A form of peer-to-peer lending, the ROSCA relies on the idea of community - working with others to achieve financial goals, where the success of the group is tied to the success of the individuals within the group. Despite being an ancient concept, the strategy of community finance offers insight into how developers can structure applications to reduce financial risk.
Teamwork makes the dream work
The core idea of a ROSCA is that a group works together to set aside money and achieve their financial goals faster than they would alone. For example, 10 people who each needed to save £5,000 for a housing deposit would work together for a 10 month term, each contributing £500/ month. Each month, one member of the group would be selected at random to receive that month’s pot, instantly reaching their personal financial goal.
Eventually, every member will have reached their target. For most, this will be faster and more reliable than saving alone while the group dynamic can encourage reliable participation and reduce risk.
A Risky Business
There is a fundamental tension at the heart of lending: risk versus service. Lenders exist to increase access to capital for those who need it, but every loan decision must be balanced against the risk of the recipient defaulting. Defaults reduce the lenders’ ability to lend to others in the future, which limits their original purpose. Business loan defaults have been rising at the fastest levels since the 2008 crash, leading to a tightening of credit conditions.

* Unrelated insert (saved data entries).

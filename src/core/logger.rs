use crate::models::config::{LogConfig, LogFormat, LogLevel, LogOutput};
use std::sync::OnceLock;
use tracing_appender::non_blocking::WorkerGuard;
use tracing_appender::{non_blocking, rolling};
use tracing_subscriber::{
    fmt::{self, format::FmtSpan},
    layer::SubscriberExt,
    reload::{self, Handle},
    util::SubscriberInitExt,
    EnvFilter, Layer, Registry,
};

/// 全局日志级别 reload handle
static LOG_LEVEL_HANDLE: OnceLock<Handle<EnvFilter, Registry>> = OnceLock::new();

/// 文件输出的后台写入 guard，进程存活期间不能 drop
static FILE_GUARD: OnceLock<WorkerGuard> = OnceLock::new();

/// 日志文件名前缀
const LOG_FILE_PREFIX: &str = "report-engine";

/// 初始化日志系统
///
/// 支持基于配置的日志输出，包括：
/// - 日志级别（trace/debug/info/warn/error）
/// - 输出格式（JSON/纯文本）
/// - 输出目标（控制台/文件/both）
///
/// 日志级别可以通过 `update_log_level` 动态调整，其他配置需要重启后生效。
///
/// # 示例
/// ```
/// use report_engine::models::config::LogConfig;
/// use report_engine::core::init_logger;
///
/// init_logger(&LogConfig::default()).expect("初始化日志系统失败");
/// ```
pub fn init_logger(config: &LogConfig) -> anyhow::Result<()> {
    if LOG_LEVEL_HANDLE.get().is_some() {
        anyhow::bail!("日志系统已初始化，不能重复初始化");
    }

    // 1. 创建可重载的过滤层
    let filter = create_env_filter(&config.level);
    let (filter_layer, reload_handle) = reload::Layer::new(filter);

    // 2. 根据配置组合输出层
    let console_layer = matches!(config.output, LogOutput::Console | LogOutput::Both)
        .then(|| create_console_layer(config.format));
    let (file_layer, file_guard) = match config.output {
        LogOutput::File | LogOutput::Both => {
            let (layer, guard) = create_file_layer(config.format, config.file_path.as_deref())?;
            (Some(layer), Some(guard))
        }
        LogOutput::Console => (None, None),
    };

    Registry::default()
        .with(filter_layer)
        .with(console_layer)
        .with(file_layer)
        .try_init()?;

    // 3. 订阅器安装成功后才保存 handle 和 guard，失败时允许重新初始化
    if LOG_LEVEL_HANDLE.set(reload_handle).is_err() {
        anyhow::bail!("日志系统已初始化，不能重复初始化");
    }
    if let Some(guard) = file_guard {
        // 全局订阅器只能安装一次，guard 不会重复设置
        let _ = FILE_GUARD.set(guard);
    }

    tracing::info!(
        level = config.level.as_str(),
        format = ?config.format,
        output = ?config.output,
        file_path = ?config.file_path,
        "日志系统初始化完成"
    );

    Ok(())
}

/// 创建环境过滤器
fn create_env_filter(level: &LogLevel) -> EnvFilter {
    // 优先从环境变量读取，格式：RUST_LOG=report_engine=trace,notify=warn
    EnvFilter::try_from_default_env().unwrap_or_else(|_| {
        // 默认配置：应用代码使用指定级别，第三方库使用 WARN
        EnvFilter::new(format!(
            "report_engine={},notify=warn,tokio=warn",
            level.as_str()
        ))
    })
}

/// 创建控制台输出层
fn create_console_layer<S>(format: LogFormat) -> Box<dyn Layer<S> + Send + Sync + 'static>
where
    S: tracing::Subscriber + for<'a> tracing_subscriber::registry::LookupSpan<'a>,
{
    match format {
        LogFormat::Text => fmt::layer()
            .with_writer(std::io::stdout)
            .with_target(cfg!(debug_assertions))
            .with_thread_ids(false)
            .with_ansi(true)
            .with_span_events(if cfg!(debug_assertions) {
                FmtSpan::CLOSE
            } else {
                FmtSpan::NONE
            })
            .boxed(),
        LogFormat::Json => fmt::layer()
            .json()
            .with_writer(std::io::stdout)
            .with_target(cfg!(debug_assertions))
            .with_thread_ids(false)
            .boxed(),
    }
}

/// 创建按天滚动的文件输出层，返回的 guard 需在进程存活期间保留
fn create_file_layer<S>(
    format: LogFormat,
    file_path: Option<&str>,
) -> anyhow::Result<(Box<dyn Layer<S> + Send + Sync + 'static>, WorkerGuard)>
where
    S: tracing::Subscriber + for<'a> tracing_subscriber::registry::LookupSpan<'a>,
{
    let log_dir = get_log_dir(file_path)?;
    let file_appender = rolling::daily(log_dir, LOG_FILE_PREFIX);
    let (non_blocking, guard) = non_blocking(file_appender);

    let layer = match format {
        LogFormat::Text => fmt::layer()
            .with_writer(non_blocking)
            .with_target(cfg!(debug_assertions))
            .with_thread_ids(false)
            .with_ansi(false)
            .boxed(),
        LogFormat::Json => fmt::layer()
            .json()
            .with_writer(non_blocking)
            .with_target(true)
            .with_thread_ids(true)
            .with_ansi(false)
            .boxed(),
    };

    Ok((layer, guard))
}

/// 获取日志目录
fn get_log_dir(file_path: Option<&str>) -> anyhow::Result<std::path::PathBuf> {
    let dir = match file_path {
        Some(path) => std::path::PathBuf::from(path),
        // 使用用户主目录下的 .report-engine/logs
        None => dirs::home_dir()
            .ok_or_else(|| anyhow::anyhow!("无法获取用户主目录"))?
            .join(".report-engine")
            .join("logs"),
    };

    std::fs::create_dir_all(&dir)?;
    Ok(dir)
}

/// 动态更新日志级别（热重载）
///
/// 仅限调整日志级别，格式和输出目标的变更仍需要重启。
pub fn update_log_level(new_level: LogLevel) -> anyhow::Result<()> {
    let handle = LOG_LEVEL_HANDLE
        .get()
        .ok_or_else(|| anyhow::anyhow!("日志系统未初始化"))?;

    let new_filter = create_env_filter(&new_level);
    handle
        .reload(new_filter)
        .map_err(|e| anyhow::anyhow!("重载日志级别失败: {}", e))?;

    tracing::info!(new_level = new_level.as_str(), "日志级别已动态更新");
    Ok(())
}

The traditional risk calculation is made on available financial metrics that indicate the ability to service a loan such as credit history, existing savings and business performance data. Even this process is usually a compromise, balancing the lender’s need for information with the amount of time that they, or the customer, can devote to information gathering.
Recent research shows that 38 per cent of UK businesses have chosen to abandon a banking services application in the last year due to “slow due diligence processes. Financial APIs have helped to increase the speed and efficiency of this process by pulling in existing financial data, but StepLadder has been able to take this a step further by using APIs to act as financial matchmakers.
The Group that Saves Together, Stays Together
APIs are ideal for collating financial data on existing activity, which helps them expedite traditional due diligence processes. However, there are other factors that indicate a customer’s risk level, such as the context for their credit request, the peer group around them and the consequences of their achieving their goals.
This information is harder to gather automatically due to its non-formatted nature, so StepLadder uses APIs to match their own communities within the platform itself.
StepLadder uses contextual and financial data (from customer input and APIs) to match members with similar goals and needs, creating bespoke communities. Not only does this build in social obligation, it also creates a support network to keep members on track. According to research from National Bureau of Economic Research cited by StepLadder, savings in groups increases the chance of success by 300%. In a StepLadder Circle, 87% of members are in a position to reach their financial goals sooner.
The key learning for developers is that this doesn’t require any new data. By using existing risk and KYC data, you can reduce risk further by making connections between similarly profiled users. The same concept can also apply to other forms of software risk, such as churn or poor user experience. By connecting users to help each other, they can build stronger bonds through your app, increasing stickiness, retention and satisfaction based on common profiles and goals.